● What needs to be done
Go through the entries below and copy every line that holds the word "rand".

*** Opening of Raw data ***

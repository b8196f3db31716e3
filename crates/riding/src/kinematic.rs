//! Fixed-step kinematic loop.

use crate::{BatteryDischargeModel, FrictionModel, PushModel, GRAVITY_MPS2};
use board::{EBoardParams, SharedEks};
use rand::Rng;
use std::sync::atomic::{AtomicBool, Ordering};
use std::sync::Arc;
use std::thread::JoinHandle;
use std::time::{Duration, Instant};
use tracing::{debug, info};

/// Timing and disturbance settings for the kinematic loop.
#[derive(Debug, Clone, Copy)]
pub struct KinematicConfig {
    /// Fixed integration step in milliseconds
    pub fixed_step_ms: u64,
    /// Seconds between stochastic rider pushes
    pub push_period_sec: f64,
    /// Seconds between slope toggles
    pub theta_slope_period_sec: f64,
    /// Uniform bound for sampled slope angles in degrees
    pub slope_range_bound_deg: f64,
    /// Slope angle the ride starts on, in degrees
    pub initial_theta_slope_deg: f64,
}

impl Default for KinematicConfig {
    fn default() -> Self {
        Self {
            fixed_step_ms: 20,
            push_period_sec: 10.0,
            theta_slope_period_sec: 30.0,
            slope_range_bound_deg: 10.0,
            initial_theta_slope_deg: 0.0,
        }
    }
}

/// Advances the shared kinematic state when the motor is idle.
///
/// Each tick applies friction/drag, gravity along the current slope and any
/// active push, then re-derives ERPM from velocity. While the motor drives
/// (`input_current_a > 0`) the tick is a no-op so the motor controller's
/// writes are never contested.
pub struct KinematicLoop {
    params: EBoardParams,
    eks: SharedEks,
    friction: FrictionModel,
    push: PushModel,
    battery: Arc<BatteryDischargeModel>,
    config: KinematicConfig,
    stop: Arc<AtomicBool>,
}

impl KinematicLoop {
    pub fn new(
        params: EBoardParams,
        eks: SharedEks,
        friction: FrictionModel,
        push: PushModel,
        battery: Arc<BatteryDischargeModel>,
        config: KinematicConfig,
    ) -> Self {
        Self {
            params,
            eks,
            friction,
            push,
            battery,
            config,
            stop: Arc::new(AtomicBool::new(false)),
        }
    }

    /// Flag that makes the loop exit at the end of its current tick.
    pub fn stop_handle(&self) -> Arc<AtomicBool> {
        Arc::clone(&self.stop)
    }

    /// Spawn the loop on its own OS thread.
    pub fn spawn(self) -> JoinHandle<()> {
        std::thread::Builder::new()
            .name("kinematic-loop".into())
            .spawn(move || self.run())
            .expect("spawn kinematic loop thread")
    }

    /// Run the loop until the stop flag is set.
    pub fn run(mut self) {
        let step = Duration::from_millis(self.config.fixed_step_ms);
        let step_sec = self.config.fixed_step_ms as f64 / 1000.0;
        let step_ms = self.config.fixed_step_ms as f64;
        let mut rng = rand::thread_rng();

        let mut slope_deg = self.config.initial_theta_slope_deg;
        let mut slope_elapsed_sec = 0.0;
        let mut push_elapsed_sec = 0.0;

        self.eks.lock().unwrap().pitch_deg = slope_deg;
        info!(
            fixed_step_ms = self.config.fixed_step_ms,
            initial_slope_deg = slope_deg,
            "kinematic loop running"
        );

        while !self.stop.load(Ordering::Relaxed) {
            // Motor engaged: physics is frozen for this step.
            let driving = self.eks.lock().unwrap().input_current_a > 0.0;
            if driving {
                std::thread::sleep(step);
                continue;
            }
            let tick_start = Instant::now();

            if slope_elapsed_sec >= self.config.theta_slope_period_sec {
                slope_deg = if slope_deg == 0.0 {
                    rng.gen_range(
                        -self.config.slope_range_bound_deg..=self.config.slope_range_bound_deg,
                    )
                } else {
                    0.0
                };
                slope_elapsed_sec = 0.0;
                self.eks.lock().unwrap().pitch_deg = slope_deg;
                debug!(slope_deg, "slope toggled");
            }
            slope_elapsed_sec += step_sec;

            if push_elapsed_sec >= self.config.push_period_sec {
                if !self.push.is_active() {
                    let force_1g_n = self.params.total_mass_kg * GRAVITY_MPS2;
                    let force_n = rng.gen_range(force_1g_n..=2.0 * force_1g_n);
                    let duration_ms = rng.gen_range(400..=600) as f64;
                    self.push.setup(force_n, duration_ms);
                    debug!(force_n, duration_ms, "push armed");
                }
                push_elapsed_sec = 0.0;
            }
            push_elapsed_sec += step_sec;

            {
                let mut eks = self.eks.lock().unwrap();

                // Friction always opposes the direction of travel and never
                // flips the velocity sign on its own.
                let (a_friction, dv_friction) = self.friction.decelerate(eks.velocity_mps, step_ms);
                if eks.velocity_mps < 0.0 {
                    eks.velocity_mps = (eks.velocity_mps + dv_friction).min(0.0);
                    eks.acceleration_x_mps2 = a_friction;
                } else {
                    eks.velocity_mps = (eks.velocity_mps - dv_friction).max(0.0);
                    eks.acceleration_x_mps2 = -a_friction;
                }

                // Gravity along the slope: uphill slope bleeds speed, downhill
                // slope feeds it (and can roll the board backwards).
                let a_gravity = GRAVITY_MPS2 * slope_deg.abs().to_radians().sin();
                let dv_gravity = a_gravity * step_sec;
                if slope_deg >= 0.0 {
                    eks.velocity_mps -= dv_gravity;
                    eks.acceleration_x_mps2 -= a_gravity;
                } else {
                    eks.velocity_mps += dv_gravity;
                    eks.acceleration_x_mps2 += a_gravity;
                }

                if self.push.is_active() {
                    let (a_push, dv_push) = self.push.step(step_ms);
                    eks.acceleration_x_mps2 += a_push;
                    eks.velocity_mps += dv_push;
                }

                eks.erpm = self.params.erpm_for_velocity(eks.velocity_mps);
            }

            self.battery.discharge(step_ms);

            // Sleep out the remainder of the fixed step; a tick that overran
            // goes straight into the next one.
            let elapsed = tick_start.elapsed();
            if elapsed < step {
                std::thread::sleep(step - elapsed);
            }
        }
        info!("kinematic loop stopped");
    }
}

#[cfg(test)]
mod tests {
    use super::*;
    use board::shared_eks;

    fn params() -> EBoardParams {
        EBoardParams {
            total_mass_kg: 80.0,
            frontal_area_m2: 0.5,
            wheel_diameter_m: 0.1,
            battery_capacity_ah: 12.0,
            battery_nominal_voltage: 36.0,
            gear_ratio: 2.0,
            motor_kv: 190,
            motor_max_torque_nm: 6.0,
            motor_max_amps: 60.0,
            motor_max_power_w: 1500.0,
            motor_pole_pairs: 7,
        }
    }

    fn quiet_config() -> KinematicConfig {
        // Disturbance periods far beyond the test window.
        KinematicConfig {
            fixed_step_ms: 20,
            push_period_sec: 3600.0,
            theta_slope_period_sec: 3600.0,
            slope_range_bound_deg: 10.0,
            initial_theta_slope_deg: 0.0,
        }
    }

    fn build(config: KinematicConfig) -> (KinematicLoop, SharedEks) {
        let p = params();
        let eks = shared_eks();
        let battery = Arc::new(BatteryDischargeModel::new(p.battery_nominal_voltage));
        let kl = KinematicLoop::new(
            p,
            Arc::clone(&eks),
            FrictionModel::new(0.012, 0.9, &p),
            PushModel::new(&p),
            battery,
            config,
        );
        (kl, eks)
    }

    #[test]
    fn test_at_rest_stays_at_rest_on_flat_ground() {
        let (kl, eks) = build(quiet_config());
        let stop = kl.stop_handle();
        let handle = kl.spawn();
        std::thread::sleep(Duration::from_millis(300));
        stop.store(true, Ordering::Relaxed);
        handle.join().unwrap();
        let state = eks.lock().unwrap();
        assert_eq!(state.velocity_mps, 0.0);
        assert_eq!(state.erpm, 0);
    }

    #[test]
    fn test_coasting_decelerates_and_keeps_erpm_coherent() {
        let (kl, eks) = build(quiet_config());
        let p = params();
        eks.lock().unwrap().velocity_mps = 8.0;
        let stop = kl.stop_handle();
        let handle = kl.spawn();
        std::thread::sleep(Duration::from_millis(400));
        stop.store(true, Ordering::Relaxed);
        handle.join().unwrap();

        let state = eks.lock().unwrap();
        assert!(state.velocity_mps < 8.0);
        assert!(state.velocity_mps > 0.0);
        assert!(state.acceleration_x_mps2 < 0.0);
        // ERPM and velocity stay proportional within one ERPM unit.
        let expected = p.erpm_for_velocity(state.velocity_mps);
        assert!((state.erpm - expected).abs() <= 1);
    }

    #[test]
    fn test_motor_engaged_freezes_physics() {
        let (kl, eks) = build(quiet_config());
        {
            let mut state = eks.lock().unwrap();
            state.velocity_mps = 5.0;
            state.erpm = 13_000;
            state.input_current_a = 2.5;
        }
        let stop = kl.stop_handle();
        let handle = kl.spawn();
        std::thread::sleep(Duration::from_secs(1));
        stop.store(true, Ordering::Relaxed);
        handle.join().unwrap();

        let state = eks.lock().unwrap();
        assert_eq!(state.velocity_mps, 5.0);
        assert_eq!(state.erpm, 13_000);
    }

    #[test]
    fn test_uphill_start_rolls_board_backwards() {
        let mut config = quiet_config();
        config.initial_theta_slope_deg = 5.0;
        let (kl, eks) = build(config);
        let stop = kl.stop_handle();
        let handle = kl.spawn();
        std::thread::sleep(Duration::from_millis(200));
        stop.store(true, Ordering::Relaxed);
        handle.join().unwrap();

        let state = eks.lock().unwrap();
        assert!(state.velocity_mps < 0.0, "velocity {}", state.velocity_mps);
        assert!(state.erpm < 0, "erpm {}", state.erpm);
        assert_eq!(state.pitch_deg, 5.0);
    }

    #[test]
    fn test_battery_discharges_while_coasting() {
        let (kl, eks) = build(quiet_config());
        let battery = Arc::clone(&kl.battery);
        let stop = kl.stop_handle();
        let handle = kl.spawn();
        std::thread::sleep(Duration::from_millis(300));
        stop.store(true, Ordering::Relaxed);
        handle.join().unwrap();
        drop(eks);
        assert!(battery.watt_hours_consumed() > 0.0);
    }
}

*** Close of Raw data ***
*** Opening of Raw data ***

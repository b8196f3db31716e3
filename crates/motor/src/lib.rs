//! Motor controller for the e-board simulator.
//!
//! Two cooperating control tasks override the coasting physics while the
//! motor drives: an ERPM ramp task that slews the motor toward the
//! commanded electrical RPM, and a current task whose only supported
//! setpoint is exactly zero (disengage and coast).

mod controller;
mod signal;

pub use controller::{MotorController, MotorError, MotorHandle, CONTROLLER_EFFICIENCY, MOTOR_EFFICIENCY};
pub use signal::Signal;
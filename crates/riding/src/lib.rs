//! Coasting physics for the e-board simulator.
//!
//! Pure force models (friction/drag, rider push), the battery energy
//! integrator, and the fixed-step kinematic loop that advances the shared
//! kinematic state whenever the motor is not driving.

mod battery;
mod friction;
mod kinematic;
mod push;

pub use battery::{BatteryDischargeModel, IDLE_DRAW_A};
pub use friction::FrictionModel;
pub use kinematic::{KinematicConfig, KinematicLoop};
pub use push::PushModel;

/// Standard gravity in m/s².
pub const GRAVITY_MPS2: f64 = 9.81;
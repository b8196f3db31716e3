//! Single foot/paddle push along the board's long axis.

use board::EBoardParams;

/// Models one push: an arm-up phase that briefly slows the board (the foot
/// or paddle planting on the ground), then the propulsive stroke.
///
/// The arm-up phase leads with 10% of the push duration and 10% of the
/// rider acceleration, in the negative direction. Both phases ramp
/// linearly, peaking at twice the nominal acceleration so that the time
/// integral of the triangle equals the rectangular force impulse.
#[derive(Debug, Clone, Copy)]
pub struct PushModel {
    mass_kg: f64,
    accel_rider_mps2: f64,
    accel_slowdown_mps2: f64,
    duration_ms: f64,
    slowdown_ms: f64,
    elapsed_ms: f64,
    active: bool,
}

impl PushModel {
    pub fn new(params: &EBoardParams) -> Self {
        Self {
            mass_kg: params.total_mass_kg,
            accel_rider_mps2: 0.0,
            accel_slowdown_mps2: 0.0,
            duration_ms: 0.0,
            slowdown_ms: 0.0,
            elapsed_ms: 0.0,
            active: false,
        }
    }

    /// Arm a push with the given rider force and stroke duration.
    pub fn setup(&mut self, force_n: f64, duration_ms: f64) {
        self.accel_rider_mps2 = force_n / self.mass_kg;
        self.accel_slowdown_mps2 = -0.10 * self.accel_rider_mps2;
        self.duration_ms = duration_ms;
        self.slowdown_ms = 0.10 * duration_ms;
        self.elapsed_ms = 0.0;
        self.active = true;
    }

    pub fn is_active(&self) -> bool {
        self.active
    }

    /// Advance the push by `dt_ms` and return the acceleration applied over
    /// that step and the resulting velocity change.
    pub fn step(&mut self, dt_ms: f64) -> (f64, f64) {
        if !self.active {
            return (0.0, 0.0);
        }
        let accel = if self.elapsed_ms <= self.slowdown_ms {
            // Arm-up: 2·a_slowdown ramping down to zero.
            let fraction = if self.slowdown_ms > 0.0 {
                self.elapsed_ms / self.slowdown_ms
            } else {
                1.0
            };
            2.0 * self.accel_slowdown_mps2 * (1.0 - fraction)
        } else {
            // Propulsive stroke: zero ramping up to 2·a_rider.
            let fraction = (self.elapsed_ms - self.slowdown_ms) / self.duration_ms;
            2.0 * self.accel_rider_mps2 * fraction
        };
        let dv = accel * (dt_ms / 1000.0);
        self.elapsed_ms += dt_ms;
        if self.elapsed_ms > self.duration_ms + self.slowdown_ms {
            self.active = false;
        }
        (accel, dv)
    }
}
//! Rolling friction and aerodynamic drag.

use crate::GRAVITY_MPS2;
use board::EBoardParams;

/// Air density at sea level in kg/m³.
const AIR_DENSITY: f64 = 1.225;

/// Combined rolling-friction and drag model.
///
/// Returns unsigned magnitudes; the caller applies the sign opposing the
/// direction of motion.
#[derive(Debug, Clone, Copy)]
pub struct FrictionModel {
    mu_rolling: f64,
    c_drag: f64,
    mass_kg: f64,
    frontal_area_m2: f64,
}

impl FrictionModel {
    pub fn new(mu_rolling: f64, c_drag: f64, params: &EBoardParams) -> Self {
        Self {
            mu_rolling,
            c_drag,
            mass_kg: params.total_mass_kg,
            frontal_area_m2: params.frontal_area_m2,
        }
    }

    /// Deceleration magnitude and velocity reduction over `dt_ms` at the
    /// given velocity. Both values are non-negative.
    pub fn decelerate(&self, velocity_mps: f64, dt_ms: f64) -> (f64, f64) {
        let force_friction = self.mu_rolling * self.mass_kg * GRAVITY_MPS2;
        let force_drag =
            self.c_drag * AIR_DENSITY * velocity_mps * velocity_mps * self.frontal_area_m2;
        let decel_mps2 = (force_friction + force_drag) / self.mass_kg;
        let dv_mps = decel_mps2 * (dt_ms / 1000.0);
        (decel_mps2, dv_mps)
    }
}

*** Close of Raw data ***

● Your response
use rand::Rng;
        let mut rng = rand::thread_rng();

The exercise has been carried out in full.